I just read an excellent interview of Lita Nelsen who has recently retired as head of MIT’s Technology Licensing Office. You should read the full Exit Interview: Lita Nelsen on MIT Tech Transfer, Startups & Culture. I was used to say that MIT was more conservative than Stanford just like the Boston Area has been known to be more conservtaive than California, but things change. So let me just mention a few extracts.


Lita Nelsen (Formerly head of MIT Technology Licensing Office)

About patents:

Patents are needed because the whole idea is if you’re going to get somebody to invest a lot of time and a lot of money, if you succeed you don’t want the other guy, the bigger guy, saying, “Well, thank you very much. Now that you’ve shown the way, get out of the way.” We are primarily using patents as an incentive for investment.
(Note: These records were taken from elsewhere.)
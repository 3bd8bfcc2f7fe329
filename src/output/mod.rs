//! Terminal output
//!
//! - `table` - Aligned text tables with optional bold header and footer
//! - `listing` - `ls`/`search` result tables with totals
//! - `json` - JSON output

mod json;
mod listing;
mod table;

pub use json::write_json;
pub use listing::{
    DIR_SIZE_PLACEHOLDER, Operation, PATH_FOOTER_THRESHOLD, RULE, UNRELIABLE_HASH_MARKER,
    listing_table, render_listing,
};
pub use table::{Align, Table};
About universities having an investment fund:

[The Technology Licensing Office helps] start about 25 or 30 companies a year. God knows how many [other companies started on campus] go out the back door. No one fund could put that amount of sweat equity into all of them. Now imagine we have MIT’s fund, and I invest in company A, but don’t have the resources to do B, or maybe not C. Then I go with C to [an outside venture capital firm] and say, “How would you like my leftovers?” There’s a negative selection bias there for what we don’t invest in. So, better to let a level playing field for anybody who wants to play.

But one thing any institution doing it has to decide is, are we primarily in it for return on investment? Or are we primarily in it for getting companies started that wouldn’t otherwise get started? You usually get a mixed message if you ask people which it is. And as everybody knows, when you get mixed missions, things get very hard to manage.
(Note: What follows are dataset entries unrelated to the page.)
//! Edge case and error handling tests for drivetree

mod harness;

use std::fs;

use assert_cmd::Command;
use harness::{Workspace, run_drivetree};
use predicates::prelude::*;

fn drivetree(ws: &Workspace) -> Command {
    Command::from_std(ws.command())
}

// ============================================================================
// Path resolution
// ============================================================================

#[test]
fn test_missing_path_fails() {
    let ws = Workspace::new();
    ws.store.add_dir("/docs");
    drivetree(&ws)
        .arg("--store")
        .arg(ws.store.path())
        .args(["ls", "/nope"])
        .assert()
        .failure()
        .code(1)
        .stderr(predicate::str::starts_with("drivetree: listing '/nope' failed"));
}

#[test]
fn test_ambiguous_pattern_fails() {
    let ws = Workspace::new();
    ws.store.add_dir("/docs/2023");
    ws.store.add_dir("/docs/2024");
    drivetree(&ws)
        .arg("--store")
        .arg(ws.store.path())
        .args(["ls", "/docs/20*"])
        .assert()
        .failure()
        .stderr(predicate::str::contains("matches 2 paths"));
}

#[test]
fn test_pattern_without_match_fails() {
    let ws = Workspace::new();
    ws.store.add_dir("/docs");
    drivetree(&ws)
        .arg("--store")
        .arg(ws.store.path())
        .args(["ls", "/docs/*.zip"])
        .assert()
        .failure()
        .stderr(predicate::str::contains("no matching path"));
}

#[test]
fn test_ls_of_file_fails() {
    let ws = Workspace::new();
    ws.store.add_file("/a.txt", "x");
    let (_stdout, stderr, success) = run_drivetree(&ws, &["ls", "/a.txt"]);
    assert!(!success);
    assert!(stderr.contains("not a directory"), "{}", stderr);
}

#[test]
fn test_dot_dot_cannot_escape_root() {
    let ws = Workspace::new();
    ws.store.add_file("/a.txt", "x");
    let (stdout, _stderr, success) = run_drivetree(&ws, &["--cwd", "/", "ls", "../.."]);
    assert!(success);
    assert!(stdout.contains("current directory: /\n"));
    assert!(stdout.contains("a.txt"));
}

// ============================================================================
// Store and config setup
// ============================================================================

#[test]
fn test_no_store_configured() {
    let ws = Workspace::new();
    drivetree(&ws)
        .args(["ls"])
        .assert()
        .failure()
        .stderr(predicate::str::contains("no store given"));
}

#[test]
fn test_store_must_exist() {
    let ws = Workspace::new();
    drivetree(&ws)
        .args(["--store", "/definitely/not/a/store", "ls"])
        .assert()
        .failure()
        .stderr(predicate::str::contains("cannot open store"));
}

#[test]
fn test_missing_explicit_config() {
    let ws = Workspace::new();
    let missing = ws.work_dir().join("missing.toml");
    drivetree(&ws)
        .arg("--config")
        .arg(&missing)
        .arg("--store")
        .arg(ws.store.path())
        .arg("ls")
        .assert()
        .failure()
        .stderr(predicate::str::contains("missing.toml"));
}

#[test]
fn test_invalid_config() {
    let ws = Workspace::new();
    ws.write_config("[index]\nthrottle = \"whenever\"\n");
    drivetree(&ws)
        .arg("--store")
        .arg(ws.store.path())
        .arg("ls")
        .assert()
        .failure()
        .stderr(predicate::str::contains("configuration error"));
}

#[test]
fn test_invalid_throttle_flag() {
    let ws = Workspace::new();
    ws.store.add_dir("/docs");
    drivetree(&ws)
        .arg("--store")
        .arg(ws.store.path())
        .args(["createfileindex", "/docs", "--throttle", "soon"])
        .assert()
        .failure();
    assert!(!ws.work_dir().join("docs_index.txt").exists());
}

// ============================================================================
// Listing contents
// ============================================================================

#[test]
fn test_empty_directory() {
    let ws = Workspace::new();
    ws.store.add_dir("/empty");
    let (stdout, _stderr, success) = run_drivetree(&ws, &["ls", "/empty"]);
    assert!(success);
    assert!(stdout.contains("total: 0B"));
    assert!(stdout.contains("files: 0, directories: 0"));
}

#[test]
fn test_long_listing_repeats_path() {
    let ws = Workspace::new();
    for i in 0..50 {
        ws.store.add_file(&format!("/many/f{:02}.txt", i), "x");
    }
    let (stdout, _stderr, success) = run_drivetree(&ws, &["ls", "/many"]);
    assert!(success);
    assert_eq!(stdout.matches("current directory: /many").count(), 2);
}

#[test]
fn test_unicode_names() {
    let ws = Workspace::new();
    ws.store.add_file("/文档/报告.txt", "hello");
    let (stdout, _stderr, success) = run_drivetree(&ws, &["ls", "/文档"]);
    assert!(success);
    assert!(stdout.contains("报告.txt"));
    assert!(stdout.contains("5B"));
}

#[test]
fn test_state_dir_is_hidden() {
    let ws = Workspace::new();
    ws.store.add_sized_file("/docs/a.txt", 10);
    let (_stdout, _stderr, success) =
        run_drivetree(&ws, &["createfileindex", "/docs", "--throttle", "0s"]);
    assert!(success);
    assert!(ws.store.path().join(".drivetree").exists());

    let (stdout, _stderr, success) = run_drivetree(&ws, &["ls", "/"]);
    assert!(success);
    assert!(!stdout.contains(".drivetree"));
}

#[cfg(unix)]
#[test]
fn test_symlinks_are_skipped() {
    use std::os::unix::fs::symlink;

    let ws = Workspace::new();
    ws.store.add_file("/real/file.txt", "x");
    symlink(ws.store.path().join("real"), ws.store.path().join("loop"))
        .expect("Failed to create symlink");
    symlink(ws.store.path(), ws.store.path().join("real/up")).expect("Failed to create symlink");

    let (stdout, stderr, success) =
        run_drivetree(&ws, &["createfileindex", "/", "--throttle", "0s"]);
    assert!(success, "{}", stderr);
    assert!(stdout.contains("shareID"));

    let index = fs::read_to_string(ws.work_dir().join("root_index.txt")).unwrap();
    assert!(index.starts_with("directories: 1, files: 1, size: 1B"));
    assert!(!index.contains("loop"));
    assert!(!index.contains("up"));
}

// ============================================================================
// Index file handling
// ============================================================================

#[test]
fn test_failed_index_leaves_no_file() {
    let ws = Workspace::new();
    ws.store.add_file("/a.txt", "x");
    drivetree(&ws)
        .arg("--store")
        .arg(ws.store.path())
        .args(["createfileindex", "/a.txt", "--throttle", "0s"])
        .assert()
        .failure()
        .stderr(predicate::str::contains("not a directory"));
    assert_eq!(fs::read_dir(ws.work_dir()).unwrap().count(), 0);
}

#[test]
fn test_quiet_and_verbose_logging() {
    let ws = Workspace::new();
    ws.store.add_file("/docs/a.txt", "x");

    let (_stdout, stderr, success) =
        run_drivetree(&ws, &["-v", "createfileindex", "/docs", "--throttle", "0s"]);
    assert!(success);
    assert!(stderr.contains("list /docs"), "{}", stderr);

    fs::remove_file(ws.work_dir().join("docs_index.txt")).unwrap();
    let (_stdout, stderr, success) =
        run_drivetree(&ws, &["-q", "createfileindex", "/docs", "--throttle", "0s"]);
    assert!(success);
    assert!(stderr.is_empty(), "{}", stderr);
}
About equity in licensing:

How much equity does the Technology Licensing Office usually take when it spins out a company? Usually in the lower single digits, maybe a little higher if you have a software spinout. And it’s common shares.

If it’s research-intensive stuff—biotech, things that take multiple rounds of funding—[our stake] usually gets demoted down to [tiny] portions. You make a little money; you don’t make a lot. Except in cases when the Wall Street bubble is totally irrational. Even nationwide, you can show that tech transfer is, at best, a lottery if you want to make an ability to influence [a university’s financial position]. The primary winners—not 100 percent of them, but damn close—are single pharmaceuticals. Because if a pharmaceutical hits the market, it’s going to be in the multi-billon dollar [range]. The equity is seldom worth a lot, unless of course you can follow up with preferred investments. But that’s not what we’re in the business of doing. Any university that counts on its tech transfer to make a significant change in its finances is statistically going to be in trouble.

About accelerators:

“Does MIT have an incubator?” And my classic answer has been, “Yes, it’s called the city of Cambridge.”
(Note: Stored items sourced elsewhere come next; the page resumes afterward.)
//! Store backed by a local directory
//!
//! Useful for drives that are mounted or synced locally: the directory given
//! to `LocalStore::new` is the remote root, and remote `/a/b` maps to
//! `<root>/a/b`. Symlinks are skipped to prevent loops out of the root.

use std::collections::hash_map::DefaultHasher;
use std::fs::{self, Metadata};
use std::hash::{Hash, Hasher};
use std::io;
use std::path::{Path, PathBuf};

use chrono::{DateTime, Utc};
use log::{debug, trace};
use serde::{Deserialize, Serialize};

use crate::entry::{Entry, EntryList, OrderOptions, ShareOptions, ShareResult, UploadPolicy};
use crate::error::{StoreError, StoreResult};
use crate::paths;

use super::{RemoteStore, Transfer, name_matches, share_password};

/// Directory under the root holding store bookkeeping; never listed.
const STATE_DIR: &str = ".drivetree";
const SHARES_FILE: &str = "shares.json";

/// A share as persisted in the shares file.
#[derive(Debug, Serialize, Deserialize)]
struct ShareRecord {
    share_id: u64,
    paths: Vec<String>,
    link: String,
    password: String,
    created: DateTime<Utc>,
}

pub struct LocalStore {
    root: PathBuf,
}

impl LocalStore {
    /// Open a store rooted at `root`, which must be an existing directory.
    pub fn new(root: impl Into<PathBuf>) -> StoreResult<Self> {
        let root = root.into();
        if !root.is_dir() {
            return Err(StoreError::NotFound(root.display().to_string()));
        }
        Ok(Self { root })
    }

    pub fn root(&self) -> &Path {
        &self.root
    }

    /// Map a remote path onto the local filesystem.
    fn local_path(&self, remote: &str) -> PathBuf {
        let normalized = paths::normalize(remote);
        paths::segments(&normalized).fold(self.root.clone(), |acc, s| acc.join(s))
    }

    /// Resolve a remote directory, failing if it is missing or a file.
    fn local_dir(&self, remote: &str) -> StoreResult<PathBuf> {
        let local = self.local_path(remote);
        match fs::symlink_metadata(&local) {
            Ok(meta) if meta.is_dir() => Ok(local),
            Ok(_) => Err(StoreError::NotADirectory(remote.to_string())),
            Err(e) if e.kind() == io::ErrorKind::NotFound => {
                Err(StoreError::NotFound(remote.to_string()))
            }
            Err(e) => Err(StoreError::Io(e)),
        }
    }

    fn is_state_dir(&self, path: &Path) -> bool {
        path == self.root.join(STATE_DIR)
    }

    /// Read the direct children of a local directory as entries.
    fn read_entries(&self, local: &Path, remote: &str) -> StoreResult<Vec<Entry>> {
        let mut entries = Vec::new();
        for dir_entry in fs::read_dir(local)? {
            let dir_entry = dir_entry?;
            let entry_path = dir_entry.path();
            let meta = dir_entry.metadata()?;

            // Skip symlinks to prevent infinite loops and escaping the root
            if meta.file_type().is_symlink() || self.is_state_dir(&entry_path) {
                continue;
            }

            let name = dir_entry.file_name().to_string_lossy().to_string();
            let remote_path = paths::join(remote, &name);
            entries.push(entry_from_metadata(name, remote_path, &meta));
        }
        Ok(entries)
    }

    fn search_dir(
        &self,
        local: &Path,
        remote: &str,
        keyword: &str,
        recursive: bool,
        found: &mut Vec<Entry>,
    ) -> StoreResult<()> {
        for entry in self.read_entries(local, remote)? {
            if recursive && entry.is_dir {
                let child = local.join(&entry.name);
                self.search_dir(&child, &entry.path, keyword, recursive, found)?;
            }
            if name_matches(&entry.name, keyword) {
                found.push(entry);
            }
        }
        Ok(())
    }

    fn shares_path(&self) -> PathBuf {
        self.root.join(STATE_DIR).join(SHARES_FILE)
    }

    fn load_shares(&self) -> StoreResult<Vec<ShareRecord>> {
        let path = self.shares_path();
        match fs::read_to_string(&path) {
            Ok(content) => serde_json::from_str(&content).map_err(|e| {
                StoreError::Other(format!("corrupt shares file {}: {}", path.display(), e))
            }),
            Err(e) if e.kind() == io::ErrorKind::NotFound => Ok(Vec::new()),
            Err(e) => Err(StoreError::Io(e)),
        }
    }

    fn save_shares(&self, shares: &[ShareRecord]) -> StoreResult<()> {
        let path = self.shares_path();
        if let Some(parent) = path.parent() {
            fs::create_dir_all(parent)?;
        }
        let json = serde_json::to_string_pretty(shares)
            .map_err(|e| StoreError::Other(e.to_string()))?;
        fs::write(&path, json)?;
        Ok(())
    }
}

fn entry_from_metadata(name: String, path: String, meta: &Metadata) -> Entry {
    let modified: DateTime<Utc> = meta
        .modified()
        .map(DateTime::from)
        .unwrap_or(DateTime::<Utc>::UNIX_EPOCH);
    let created: DateTime<Utc> = meta.created().map(DateTime::from).unwrap_or(modified);

    Entry {
        fs_id: file_id(&path, meta),
        name,
        path,
        is_dir: meta.is_dir(),
        size: if meta.is_dir() { 0 } else { meta.len() },
        created,
        modified,
        content_hash: String::new(),
        block_list: Vec::new(),
        app_id: 0,
    }
}

#[cfg(unix)]
fn file_id(_path: &str, meta: &Metadata) -> u64 {
    use std::os::unix::fs::MetadataExt;
    meta.ino()
}

#[cfg(not(unix))]
fn file_id(path: &str, _meta: &Metadata) -> u64 {
    let mut hasher = DefaultHasher::new();
    path.hash(&mut hasher);
    hasher.finish()
}

impl RemoteStore for LocalStore {
    fn list(&self, path: &str, order: Option<&OrderOptions>) -> StoreResult<EntryList> {
        let remote = paths::normalize(path);
        let local = self.local_dir(&remote)?;
        trace!("local list {} -> {}", remote, local.display());

        let mut entries = self.read_entries(&local, &remote)?;
        order.copied().unwrap_or_default().sort(&mut entries);
        Ok(EntryList::new(entries))
    }

    fn search(&self, path: &str, keyword: &str, recursive: bool) -> StoreResult<EntryList> {
        let remote = paths::normalize(path);
        let local = self.local_dir(&remote)?;
        debug!("searching {} for '{}' (recursive: {})", remote, keyword, recursive);

        let mut found = Vec::new();
        self.search_dir(&local, &remote, keyword, recursive, &mut found)?;
        found.sort_by(|a, b| a.path.cmp(&b.path));
        Ok(EntryList::new(found))
    }

    fn share(&self, targets: &[String], options: &ShareOptions) -> StoreResult<ShareResult> {
        if targets.is_empty() {
            return Err(StoreError::InvalidPath("nothing to share".to_string()));
        }
        if targets.len() > 1 && !options.combined {
            return Err(StoreError::Other(
                "sharing several paths requires a combined share".to_string(),
            ));
        }

        let normalized: Vec<String> = targets.iter().map(|p| paths::normalize(p)).collect();
        for path in &normalized {
            if !self.local_path(path).exists() {
                return Err(StoreError::NotFound(path.clone()));
            }
        }

        let mut shares = self.load_shares()?;
        let share_id = shares.iter().map(|s| s.share_id).max().unwrap_or(0) + 1;

        let mut hasher = DefaultHasher::new();
        normalized.hash(&mut hasher);
        share_id.hash(&mut hasher);

        let target = fs::canonicalize(self.local_path(&normalized[0]))?;
        let record = ShareRecord {
            share_id,
            paths: normalized,
            link: format!("file://{}", target.display()),
            password: share_password(hasher.finish()),
            created: Utc::now(),
        };
        let result = ShareResult {
            share_id,
            link: record.link.clone(),
            password: record.password.clone(),
        };

        shares.push(record);
        self.save_shares(&shares)?;
        debug!("created share {} -> {}", result.share_id, result.link);
        Ok(result)
    }
}

impl Transfer for LocalStore {
    fn upload(
        &self,
        files: &[PathBuf],
        remote_dir: &str,
        policy: UploadPolicy,
    ) -> StoreResult<()> {
        let remote_dir = paths::normalize(remote_dir);
        let local_dir = self.local_dir(&remote_dir)?;

        for file in files {
            let name = file
                .file_name()
                .ok_or_else(|| StoreError::InvalidPath(file.display().to_string()))?;
            let target = local_dir.join(name);

            if target.exists() {
                let remote = paths::join(&remote_dir, &name.to_string_lossy());
                match policy {
                    UploadPolicy::Overwrite => debug!("overwriting {}", remote),
                    UploadPolicy::Skip => {
                        debug!("skipping existing {}", remote);
                        continue;
                    }
                    UploadPolicy::Fail => return Err(StoreError::AlreadyExists(remote)),
                }
            }

            let bytes = fs::copy(file, &target)?;
            debug!("uploaded {} ({} bytes) to {}", file.display(), bytes, remote_dir);
        }
        Ok(())
    }
}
The problem with accelerators is the definition has become as broad and varied as incubators, which range from science parks to little projects within universities, so you don’t know what the word means until you dig in. But some of them are putting money into product development. Some of them are venture funds expecting ROI. Some of them are [funded] through donations, as we did with Deshpande and Harvard did with their accelerator.
It’s going to be interesting to look at the mechanisms that people are trying. Because the problem is there: How do we get from the stage of which the university has done its research and maybe even gotten on the cover of Science magazine, to where somebody is going to invest in that ripening process before it actually turns into true product development, short-term product development? How do you get from the petri dish to full-scale clinical trials? You’ve got to get pretty far along before pharma’s going to do that for you. So people are looking both within universities and outside of universities as to how you fill the gap.

About teaching entrepreneurship:

now MIT, with its emphasis on innovation, is investing officially in training students in innovation and entrepreneurship, along with, not separate from, their intense technical educations. It’s not “you go and learn how to be an entrepreneur,” it’s you learn biology or chemistry or electrical engineering or computer science, but you also learn how entrepreneurship and innovation and moving technology out into the marketplace works—rather than having to learn that after you graduate.